Un nouveau "Faust" de Gounod à l'Opéra de Paris, plus proche de Goethe et du mythe de l'éternelle jeunesse

La confrontation du métro: Ermonela Jaho (Marguerite) C) Monika Rittershaus

C'est un jeune metteur en scène allemand, Tobias Kratzer, qui fait ses débuts à l'Opéra de Paris dans le Faust du Français Gounod. Un travail enregistré il y a quelques jours, qui n'est pas sans défaut mais avec beaucoup d'idées passionnantes et une réalisation musicale de haute qualité. En diffusion vendredi soir 26 mars sur France 5 et en replay ensuite pendant 6 mois sur Culturebox.

 

Le Faust âgé et le jeune Faust

Il y a deux passages particulièrement réussis dans ce nouveau Faust. Le début: dans un grand appartement inondé de soleil et plus allemand ou autrichien que parisien (hauteur de plafond, harmonie de vert, de blanc crème, en fond une immense bibliothèque chargée d'ouvrages), un vieil homme (rôle muet de Jean-Yves Chilot) se rhabille près d'un canapé où sommeille une ravissante jeune femme qui se réveille bientôt, demande à l'homme le salaire de ses prestations amoureuses et s'enfuit. A jardin, dans l'ombre, s'installe Benjamin Bernheim, qui entame son air initial, En vain j'interroge, en mon ardente veille, pendant que le vieux Faust mime sa solitude, avec parfois des gestes de cinéma muet. Le passage de la vieillesse à la jeunesse est ainsi subtilement amenée par ce dédoublement, sans rien de pesant, mettant aussi en lumière un sentiment très exact, que les vieilles personnes se sentent souvent encore au-dedans au temps de leur adolescence; et ce sera un axe du travail de Tobias Kratzer, comment faire coïncider l'âge de ses artères et l'âge de ses sentiments.

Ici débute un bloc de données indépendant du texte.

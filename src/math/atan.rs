//! Inverse circular functions: atan, atan2, asin, acos
//!
#![allow(clippy::excessive_precision)]
//! `atan` is the engine. The argument is folded into `[0, tan(π/8)]`
//! (f32) or `[0, 0.66]` (f64) through at most one reciprocal and one
//! Möbius transform, a single rational (f64) or polynomial (f32)
//! approximant covers the folded interval, and the unfolding adds the
//! corresponding multiple of π with its low-order bits carried
//! separately. `atan2`, `asin` and `acos` are compositions of `atan`
//! with the IEEE quadrant/domain rules layered on top.
//!
//! # Algorithm: atan (f64)
//!
//! 1. `a = |x|`
//! 2. `a > tan(3π/8)`: `atan(a) = π/2 + atan(-1/a)`
//! 3. `a > 0.66`: `atan(a) = π/4 + atan((a-1)/(a+1))`
//! 4. folded `w`: `atan(w) = w + w³·P(w²)/Q(w²)`
//! 5. restore the sign with `copysign`
//!
//! # Error Bounds
//!
//! - atan/atan2: < 2 ulp
//! - asin/acos: < 3 ulp away from the domain endpoints (the `sqrt`
//!   transform is evaluated as `(1-x)·(1+x)`, which stays exact where
//!   `1-x²` would cancel)

use crate::bits::{copysign, fabs};
use crate::poly::{polynomial, rational};

// tan(3π/8)
const T3P8: f64 = 2.41421356237309504880;
// low-order bits of π/2
const MOREBITS: f64 = 6.123233995736765886130e-17;
const THREE_QUARTER_PI: f64 = 2.35619449019234492885;

// atan(w) = w + w³·P(w²)/Q(w²) on the folded interval
const ATAN_P: [f64; 5] = [
    -6.485021904942025371773e1,
    -1.228866684490136173410e2,
    -7.500855792314704667340e1,
    -1.615753718733365076637e1,
    -8.750608600031904122785e-1,
];
const ATAN_Q: [f64; 6] = [
    1.945506571482613964425e2,
    4.853903996359136964868e2,
    4.328810604912902668951e2,
    1.650270098316988542046e2,
    2.485846490142306297962e1,
    1.0,
];

// tan(3π/8) and tan(π/8) fold points, atan(w) = w + w³·P(w²)
const T3P8F: f32 = 2.414213562373095;
const TP8F: f32 = 0.4142135623730950;
const THREE_QUARTER_PI_F: f32 = 2.35619449019234492885;

const ATANF_P: [f32; 4] = [
    -3.33329491539e-1,
    1.99777106478e-1,
    -1.38776856032e-1,
    8.05374449538e-2,
];

/// `atan(x)`
///
/// `atan(±0) = ±0`, `atan(±inf) = ±π/2`.
///
/// # Example
///
/// ```rust
/// let y = vega_math::atan(1.0);
/// assert!((y - core::f64::consts::FRAC_PI_4).abs() < 1e-15);
/// ```
pub fn atan(x: f64) -> f64 {
    if x.is_nan() {
        return x;
    }
    let a = fabs(x);
    let r = if a == f64::INFINITY {
        core::f64::consts::FRAC_PI_2
    } else if a > T3P8 {
        let w = -1.0 / a;
        let z = w * w;
        // MOREBITS must join the small sum first; folded into π/2 it would
        // round away below half an ulp
        core::f64::consts::FRAC_PI_2 + (w + w * z * rational(z, &ATAN_P, &ATAN_Q) + MOREBITS)
    } else if a > 0.66 {
        let w = (a - 1.0) / (a + 1.0);
        let z = w * w;
        core::f64::consts::FRAC_PI_4 + (w + w * z * rational(z, &ATAN_P, &ATAN_Q) + 0.5 * MOREBITS)
    } else {
        let z = a * a;
        a + a * z * rational(z, &ATAN_P, &ATAN_Q)
    };
    copysign(r, x)
}

/// `atan(y/x)` resolved to the correct quadrant
///
/// Follows the IEEE-754 special-value table: signed zeros select between
/// `±0` and `±π`, infinities land on the diagonal multiples of π/4.
pub fn atan2(y: f64, x: f64) -> f64 {
    if x.is_nan() {
        return x;
    }
    if y.is_nan() {
        return y;
    }
    if y == 0.0 {
        // sign of zero decides between the x-axis rays
        return if x.is_sign_negative() {
            copysign(core::f64::consts::PI, y)
        } else {
            y
        };
    }
    if x == 0.0 {
        return copysign(core::f64::consts::FRAC_PI_2, y);
    }
    if x.is_infinite() {
        return if y.is_infinite() {
            if x > 0.0 {
                copysign(core::f64::consts::FRAC_PI_4, y)
            } else {
                copysign(THREE_QUARTER_PI, y)
            }
        } else if x > 0.0 {
            copysign(0.0, y)
        } else {
            copysign(core::f64::consts::PI, y)
        };
    }
    if y.is_infinite() {
        return copysign(core::f64::consts::FRAC_PI_2, y);
    }
    let z = atan(y / x);
    if x > 0.0 {
        z
    } else {
        z + copysign(core::f64::consts::PI, y)
    }
}

/// `asin(x)` for `x ∈ [-1, 1]`; outside the domain returns NaN
///
/// Built on `atan(x / √((1-x)(1+x)))`; the endpoints fall out of the
/// division (`±1 → ±∞ → ±π/2`) without special cases.
pub fn asin(x: f64) -> f64 {
    if fabs(x) > 1.0 {
        return f64::NAN;
    }
    atan(x / libm::sqrt((1.0 - x) * (1.0 + x)))
}

/// `acos(x)` for `x ∈ [-1, 1]`; outside the domain returns NaN
pub fn acos(x: f64) -> f64 {
    if fabs(x) > 1.0 {
        return f64::NAN;
    }
    let z = atan(libm::sqrt((1.0 - x) * (1.0 + x)) / x);
    if x.is_sign_negative() {
        z + core::f64::consts::PI
    } else {
        z
    }
}

/// `atan(x)` (single precision)
pub fn atanf(x: f32) -> f32 {
    if x.is_nan() {
        return x;
    }
    let a = fabs(x);
    let r = if a == f32::INFINITY {
        core::f32::consts::FRAC_PI_2
    } else if a > T3P8F {
        let w = -1.0 / a;
        let z = w * w;
        core::f32::consts::FRAC_PI_2 + (w + w * z * polynomial(z, &ATANF_P))
    } else if a > TP8F {
        let w = (a - 1.0) / (a + 1.0);
        let z = w * w;
        core::f32::consts::FRAC_PI_4 + (w + w * z * polynomial(z, &ATANF_P))
    } else {
        let z = a * a;
        a + a * z * polynomial(z, &ATANF_P)
    };
    copysign(r, x)
}

/// `atan(y/x)` resolved to the correct quadrant (single precision)
pub fn atan2f(y: f32, x: f32) -> f32 {
    if x.is_nan() {
        return x;
    }
    if y.is_nan() {
        return y;
    }
    if y == 0.0 {
        return if x.is_sign_negative() {
            copysign(core::f32::consts::PI, y)
        } else {
            y
        };
    }
    if x == 0.0 {
        return copysign(core::f32::consts::FRAC_PI_2, y);
    }
    if x.is_infinite() {
        return if y.is_infinite() {
            if x > 0.0 {
                copysign(core::f32::consts::FRAC_PI_4, y)
            } else {
                copysign(THREE_QUARTER_PI_F, y)
            }
        } else if x > 0.0 {
            copysign(0.0, y)
        } else {
            copysign(core::f32::consts::PI, y)
        };
    }
    if y.is_infinite() {
        return copysign(core::f32::consts::FRAC_PI_2, y);
    }
    let z = atanf(y / x);
    if x > 0.0 {
        z
    } else {
        z + copysign(core::f32::consts::PI, y)
    }
}

/// `asin(x)` (single precision)
pub fn asinf(x: f32) -> f32 {
    if fabs(x) > 1.0 {
        return f32::NAN;
    }
    atanf(x / libm::sqrtf((1.0 - x) * (1.0 + x)))
}

/// `acos(x)` (single precision)
pub fn acosf(x: f32) -> f32 {
    if fabs(x) > 1.0 {
        return f32::NAN;
    }
    let z = atanf(libm::sqrtf((1.0 - x) * (1.0 + x)) / x);
    if x.is_sign_negative() {
        z + core::f32::consts::PI
    } else {
        z
    }
}
#[test]
fn test_trig_accuracy_f32() {
    for x in linspace_f32(-20.0, 20.0, 4000) {
        assert_approx_eq_f32(sinf(x), ref_sinf(x), &format!("sinf({})", x));
        assert_approx_eq_f32(cosf(x), ref_cosf(x), &format!("cosf({})", x));
    }
    for x in linspace_f32(-20.0, 20.0, 4000) {
        let t = tanf(x);
        let r = ref_tanf(x);
        if r.abs() > 1.0e4 {
            continue;
        }
        let dev = (t - r).abs() / (1.0 + r.abs());
        assert!(
            dev < F32_RELATIVE_TOLERANCE,
            "tanf({}): got {}, reference {}, scaled dev {:.3e}",
            x,
            t,
            r,
            dev
        );
    }
    for x in linspace_f32(-50.0, 50.0, 2000) {
        assert_approx_eq_f32(atanf(x), ref_atanf(x), &format!("atanf({})", x));
    }
    for x in linspace_f32(-1.0, 1.0, 4000) {
        assert_approx_eq_f32(asinf(x), ref_asinf(x), &format!("asinf({})", x));
        assert_approx_eq_f32(acosf(x), ref_acosf(x), &format!("acosf({})", x));
    }
    for y in linspace_f32(-5.0, 5.0, 40) {
        for x in linspace_f32(-5.0, 5.0, 40) {
            assert_approx_eq_f32(atan2f(y, x), ref_atan2f(y, x), &format!("atan2f({}, {})", y, x));
        }
    }
}

#[test]
fn test_tanf_small_reduced_argument() {
    // arguments whose reduced residual lands in [1e-4, 0.02], where the
    // cubic correction still matters at single precision
    for x in linspace_f32(1.0e-4, 0.02, 2000) {
        assert_approx_eq_f32(tanf(x), ref_tanf(x), &format!("tanf({})", x));
        assert_approx_eq_f32(tanf(-x), ref_tanf(-x), &format!("tanf({})", -x));
    }
    // the same residuals reached through reduction, on the -1/tan branch
    for r in linspace_f32(-0.02, 0.02, 2000) {
        let x = core::f32::consts::FRAC_PI_2 + r;
        let t = tanf(x);
        let want = ref_tanf(x);
        if want.abs() > 1.0e4 {
            continue;
        }
        let dev = (t - want).abs() / (1.0 + want.abs());
        assert!(
            dev < F32_RELATIVE_TOLERANCE,
            "tanf({}): got {}, reference {}, scaled dev {:.3e}",
            x,
            t,
            want,
            dev
        );
    }
}

// ============================================================================
// Hyperbolics
// ============================================================================

#[test]
fn test_sinh_cosh_accuracy() {
    for x in linspace(-700.0, 700.0, 4000) {
        assert_approx_eq(sinh(x), ref_sinh(x), &format!("sinh({})", x));
        assert_approx_eq(cosh(x), ref_cosh(x), &format!("cosh({})", x));
    }
    // small arguments, where sinh must track x and cosh must pin to 1
    for x in linspace(-0.1, 0.1, 2000) {
        assert_approx_eq(sinh(x), ref_sinh(x), &format!("sinh({})", x));
        assert_approx_eq(cosh(x), ref_cosh(x), &format!("cosh({})", x));
    }
}

#[test]
fn test_tanh_accuracy() {
    for x in linspace(-20.0, 20.0, 4000) {
        assert_approx_eq(tanh(x), ref_tanh(x), &format!("tanh({})", x));
    }
}

#[test]
fn test_asinh_accuracy() {
    for x in linspace(-1.0e9, 1.0e9, 2000) {
        assert_approx_eq(asinh(x), ref_asinh(x), &format!("asinh({})", x));
    }
    // crosses the |x| <= 1 log1p branch and the 2^27 shortcut
    for x in linspace(-2.0, 2.0, 4000) {
        assert_approx_eq(asinh(x), ref_asinh(x), &format!("asinh({})", x));
    }
    for x in logspace(20.0, 900.0, 1000) {
        assert_approx_eq(asinh(x), ref_asinh(x), &format!("asinh({})", x));
    }
}
//! Logarithms: log2, log, log10, log1p
//!
#![allow(clippy::excessive_precision)]
//! The per-width log2 kernels are the engines; log and log10 are constant
//! multiples of log2, and log1p evaluates the kernel's rational core
//! directly for arguments already inside the reduction interval.
//!
//! # Algorithm: log2
//!
//! 1. `frexp` decomposition `x = m · 2^e`, `m ∈ [0.5, 1)`
//! 2. If `m < √½`, double `m` and decrement `e`, so `t = m - 1` lies in
//!    `[√½ - 1, √2 - 1]`
//! 3. `log(1+t) = t - t²/2 + t³·P(t)/Q(t)` (f64 rational) or
//!    `t - t²/2 + t³·P(t)` (f32 polynomial)
//! 4. Recombine with the exponent using the split constant
//!    `log2(e) - 1`, accumulating smallest terms first to keep the extra
//!    bits
//!
//! # Error Bounds
//!
//! - log2/log/log10: 1-2 ulp away from 1; absolute error near `x = 1` is
//!   bounded by the rational core (relative error can widen where the
//!   result crosses zero, as for every log implementation in this form)
//! - `log2` of exact powers of two is exact
//! - log1p keeps full relative accuracy as `x -> 0`

use crate::bits::frexp;
use crate::poly::{polynomial, rational};

// log2(e) - 1, exponent recombination split constant
const LOG2EA: f64 = 4.4269504088896340735992e-1;
const LOG2EAF: f32 = 0.44269504088896340736;

// log(1+t) = t - t²/2 + t³·P(t)/Q(t) on [√½ - 1, √2 - 1]
const LOG_P: [f64; 6] = [
    7.70838733755885391666e0,
    1.79368678507819816313e1,
    1.44989225341610930846e1,
    4.70579119878881725854e0,
    4.97494994976747001425e-1,
    1.01875663804580931796e-4,
];
const LOG_Q: [f64; 6] = [
    2.31251620126765340583e1,
    7.11544750618563894466e1,
    8.29875266912776603211e1,
    4.52279145837532221105e1,
    1.12873587189167450590e1,
    1.0,
];

// log(1+t) = t - t²/2 + t³·P(t) on [√½ - 1, √2 - 1]
const LOGF_P: [f32; 9] = [
    3.3333331174e-1,
    -2.4999993993e-1,
    2.0000714765e-1,
    -1.6668057665e-1,
    1.4249322787e-1,
    -1.2420140846e-1,
    1.1676998740e-1,
    -1.1514610310e-1,
    7.0376836292e-2,
];

/// `log2(x)`
///
/// Exact for powers of two. `log2(±0) = -inf`, negative arguments give
/// NaN, `log2(+inf) = +inf`; subnormal inputs are renormalized, never
/// flushed.
///
/// # Example
///
/// ```rust
/// assert_eq!(vega_math::log2(8.0), 3.0);
/// assert_eq!(vega_math::log2(0.0), f64::NEG_INFINITY);
/// assert!(vega_math::log2(-1.0).is_nan());
/// ```
pub fn log2(x: f64) -> f64 {
    if x.is_nan() {
        return x;
    }
    if x == 0.0 {
        return f64::NEG_INFINITY;
    }
    if x < 0.0 {
        return f64::NAN;
    }
    if x == f64::INFINITY {
        return x;
    }
    let (mut m, mut e) = frexp(x);
    if m < core::f64::consts::FRAC_1_SQRT_2 {
        m += m;
        e -= 1;
    }
    let t = m - 1.0;
    let z = t * t;
    let mut y = t * z * rational(t, &LOG_P, &LOG_Q);
    y -= 0.5 * z;
    // smallest terms first so the split constant keeps its extra bits
    let mut r = y * LOG2EA;
    r += t * LOG2EA;
    r += y;
    r += t;
    r += e as f64;
    r
}

/// Natural logarithm
pub fn log(x: f64) -> f64 {
    log2(x) * core::f64::consts::LN_2
}

/// `log10(x)`
pub fn log10(x: f64) -> f64 {
    log2(x) * core::f64::consts::LOG10_2
}

/// `log(1 + x)`, accurate near zero
///
/// Arguments inside the reduction interval `[√½ - 1, √2 - 1]` skip the
/// frexp round-trip entirely and feed the rational core with `t = x`, so
/// no precision is lost forming `1 + x`.
pub fn log1p(x: f64) -> f64 {
    let lo = core::f64::consts::FRAC_1_SQRT_2 - 1.0;
    let hi = core::f64::consts::SQRT_2 - 1.0;
    if x >= lo && x <= hi {
        let z = x * x;
        let y = x * z * rational(x, &LOG_P, &LOG_Q) - 0.5 * z;
        x + y
    } else {
        log(1.0 + x)
    }
}

/// `log2(x)` (single precision)
pub fn log2f(x: f32) -> f32 {
    if x.is_nan() {
        return x;
    }
    if x == 0.0 {
        return f32::NEG_INFINITY;
    }
    if x < 0.0 {
        return f32::NAN;
    }
    if x == f32::INFINITY {
        return x;
    }
    let (mut m, mut e) = frexp(x);
    if m < core::f32::consts::FRAC_1_SQRT_2 {
        m += m;
        e -= 1;
    }
    let t = m - 1.0;
    let z = t * t;
    let mut y = t * z * polynomial(t, &LOGF_P);
    y -= 0.5 * z;
    let mut r = y * LOG2EAF;
    r += t * LOG2EAF;
    r += y;
    r += t;
    r += e as f32;
    r
}

/// Natural logarithm (single precision)
pub fn logf(x: f32) -> f32 {
    log2f(x) * core::f32::consts::LN_2
}

/// `log10(x)` (single precision)
pub fn log10f(x: f32) -> f32 {
    log2f(x) * core::f32::consts::LOG10_2
}

/// `log(1 + x)` (single precision), accurate near zero
pub fn log1pf(x: f32) -> f32 {
    let lo = core::f32::consts::FRAC_1_SQRT_2 - 1.0;
    let hi = core::f32::consts::SQRT_2 - 1.0;
    if x >= lo && x <= hi {
        let z = x * x;
        let y = x * z * polynomial(x, &LOGF_P) - 0.5 * z;
        x + y
    } else {
        logf(1.0 + x)
    }
}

Le jeune Faust (Benjamin Bernheim) dans les rets de Méphisto (Christian Van Horn), avec un diablotin C) Monika Rittershaus, Opéra de Paris

 

Marguerite dans un tunnel sans fin

Méphisto entre alors comme par effraction, accompagné de six diablotins tels des personnages de Bret Easton Ellis ou Frédéric Beigbeider, tout habillés de noir et sans scrupules. Et le jeune Bernheim vient remplacer sur scène le vieux comédien qui sort en silence. La métamorphose de Faust a eu lieu.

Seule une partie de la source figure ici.